NETDEV WATCHDOG: eth0: transmit timed out
Hi, Penguins.
This is a kind of one of old problems. I am hitting this error. (Ethernet dies, under some condition) My system: Toshiba Satellite A100 ST2311. eth0 is RTL8139 B/D. I checked with kernels 2.6.15, 2.6.17, 2.6.18. The error I got (through dmesg) is Code:
NETDEV WATCHDOG: eth0: transmit timed out 1. Disable APCI -> My BIOS does not have that option. 2. check IRQ. -> ifconfig says "Interrupt:185 Base address:0x2000" (185!?) Does anybody know how to solve this? Happy Penguins! |
I had a similar problem in the past. I think my problem was related to apm or apci. Does `ifconfig eth0 down; ifconfig eth0 up` bring your device back to life? Or, alternatively, rmmod rtl8139; insmod rtl8139 || modprobe rtl8139` (assuming your loading your network device as a module)?
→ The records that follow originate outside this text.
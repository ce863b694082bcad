// This Source Code Form is subject to the terms of the Mozilla Public
// License, v. 2.0. If a copy of the MPL was not distributed with this
// file, You can obtain one at http://mozilla.org/MPL/2.0/.
//
// Copyright (c) DUSK NETWORK. All rights reserved.

//! Core data model shared by every module: positions, node identities, votes,
//! blocks and agreement results.

use hex::ToHex;
use std::cmp::Ordering;
use std::time::Duration;

/// Unix-epoch milliseconds. Kept as a plain alias rather than a newtype so it
/// composes with `tokio::time::Instant` arithmetic at the call sites that
/// need it (the driver).
pub type Timestamp = i64;

/// 32-byte block hash.
pub type Hash = [u8; 32];

/// `(round, chainID, height)`. Total order within a chain by height; no
/// order across chains.
#[derive(Debug, Clone, Copy, PartialEq, Eq, PartialOrd, Ord, Hash, Default)]
pub struct Position {
    pub round: u64,
    pub chain_id: u32,
    pub height: u64,
}

impl Position {
    /// A distinguished position whose `chain_id` marks "no active
    /// agreement" / "instance stopped".
    pub const STOP_CHAIN_ID: u32 = u32::MAX;

    pub fn new(round: u64, chain_id: u32, height: u64) -> Self {
        Self {
            round,
            chain_id,
            height,
        }
    }

    /// A `STOP` position for `chain_id` at the given round, used as the
    /// sentinel pushed onto `restart_notary` at the start of a round.
    pub fn stop(round: u64) -> Self {
        Self {
            round,
            chain_id: Self::STOP_CHAIN_ID,
            height: 0,
        }
    }

    pub fn is_stop(&self) -> bool {
        self.chain_id == Self::STOP_CHAIN_ID
    }
}

/// A node's BLS-identity-sized public key. Cryptographic verification of
/// the bytes is out of scope for this crate; it is carried only as an
/// opaque, totally-ordered identity.
#[derive(Clone, Copy, PartialEq, Eq, Hash)]
pub struct NodeId(pub [u8; 32]);

impl NodeId {
    pub const ZERO: NodeId = NodeId([0u8; 32]);

    pub fn encode_short_hex(&self) -> String {
        let mut hex = self.0.encode_hex::<String>();
        hex.truncate(16);
        hex
    }
}

impl Default for NodeId {
    fn default() -> Self {
        Self::ZERO
    }
}

impl PartialOrd for NodeId {
    fn partial_cmp(&self, other: &Self) -> Option<Ordering> {
        Some(self.cmp(other))
    }
}

impl Ord for NodeId {
    fn cmp(&self, other: &Self) -> Ordering {
        self.0.cmp(&other.0)
    }
}

impl std::fmt::Debug for NodeId {
    fn fmt(&self, f: &mut std::fmt::Formatter<'_>) -> std::fmt::Result {
        f.debug_tuple("NodeId").field(&self.encode_short_hex()).finish()
    }
}

/// Common random seed for a round; drives notary-set subsetting and leader
/// selection in the node-set cache.
#[derive(Clone, Copy, PartialEq, Eq, Hash, Default)]
pub struct Crs(pub [u8; 32]);

impl std::fmt::Debug for Crs {
    fn fmt(&self, f: &mut std::fmt::Formatter<'_>) -> std::fmt::Result {
        let mut hex = self.0.encode_hex::<String>();
        hex.truncate(16);
        f.debug_tuple("Crs").field(&hex).finish()
    }
}

/// Ordered vote phase. The ordering (`Initial < PreCommit < Commit`) is
/// what the vote-dedup filter's frontier relies on (see `DESIGN.md`, Open
/// Question resolution).
#[derive(Debug, Clone, Copy, PartialEq, Eq, PartialOrd, Ord, Hash)]
pub enum VoteType {
    Initial,
    PreCommit,
    Commit,
}

/// Opaque signature bytes. Never validated inside this crate — signing
/// happens behind the `Signer` trait, verification behind the notary-set
/// membership check the inner `Agreement` instance performs.
pub type Signature = [u8; 64];

#[derive(Debug, Clone, Copy, PartialEq, Eq)]
pub struct Vote {
    pub voter: NodeId,
    pub position: Position,
    pub period: u32,
    pub vote_type: VoteType,
    pub block_hash: Hash,
    pub signature: Signature,
}

#[derive(Debug, Clone)]
pub struct Block {
    pub hash: Hash,
    pub position: Position,
    pub proposer: NodeId,
    pub timestamp: Timestamp,
    /// Opaque block body; block execution is out of scope for this crate.
    pub payload: Vec<u8>,
}

/// Bundle emitted by a BA instance on confirmation; used by peers to
/// slow- or fast-sync.
#[derive(Debug, Clone)]
pub struct AgreementResult {
    pub position: Position,
    pub block_hash: Hash,
    pub votes: Vec<Vote>,
}

/// Per-round configuration, immutable once appended to the registry.
#[derive(Debug, Clone)]
pub struct RoundConfig {
    pub begin_time: Timestamp,
    pub num_chains: u32,
    pub round_interval: Duration,
    pub notary_set_size: usize,
    pub lambda_ba: Duration,
}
Did you recompile your kernel leaving power management support out or are you assuming power management was left out? "Assuming"is the king of all Mother Fathers. [use your imagination] |
Thanks,
I agree with you. This problem seems to be related ACPI, (or apci .. typo ??) Following I did: unselect ACPI and compile kernel -> results in Code:
VFS: Cannot open root device "801" or unknown-block(8,1) It seems that several other penguins have had trouble with this message and ACPI. I will work on this and post update. Happy penguins! |
Hi,
1. I found several posts which say that apic is related. -> with kernel option "noapic", situation got worse. Almost instantly, eth0 dies!!. 2. I also found several posts which say that ACPI is related. -> with kernel option "acpi=no" results in kernel panic at startup!! 3. So far, kernel 2.6.18 and 2.6.15 dies faster than 2.6.17. eth0 can survive about an hour with 2.6.15 and 18, on the other hand 2.6.17, it survives more than several hours. 4. Happy Penguins! |
I fought this for over a month on a system with three different ethernet controllers, a VIA VT310-DP with e100, Rhine-II, and VIA Velocity interfaces. Thought it was the controller/driver but eventually every interface exhibited the same type of error as I updated others. The error sometimes didn't occur for 24 hours, sometimes in 30 minutes, and under varying traffic loads, day or night.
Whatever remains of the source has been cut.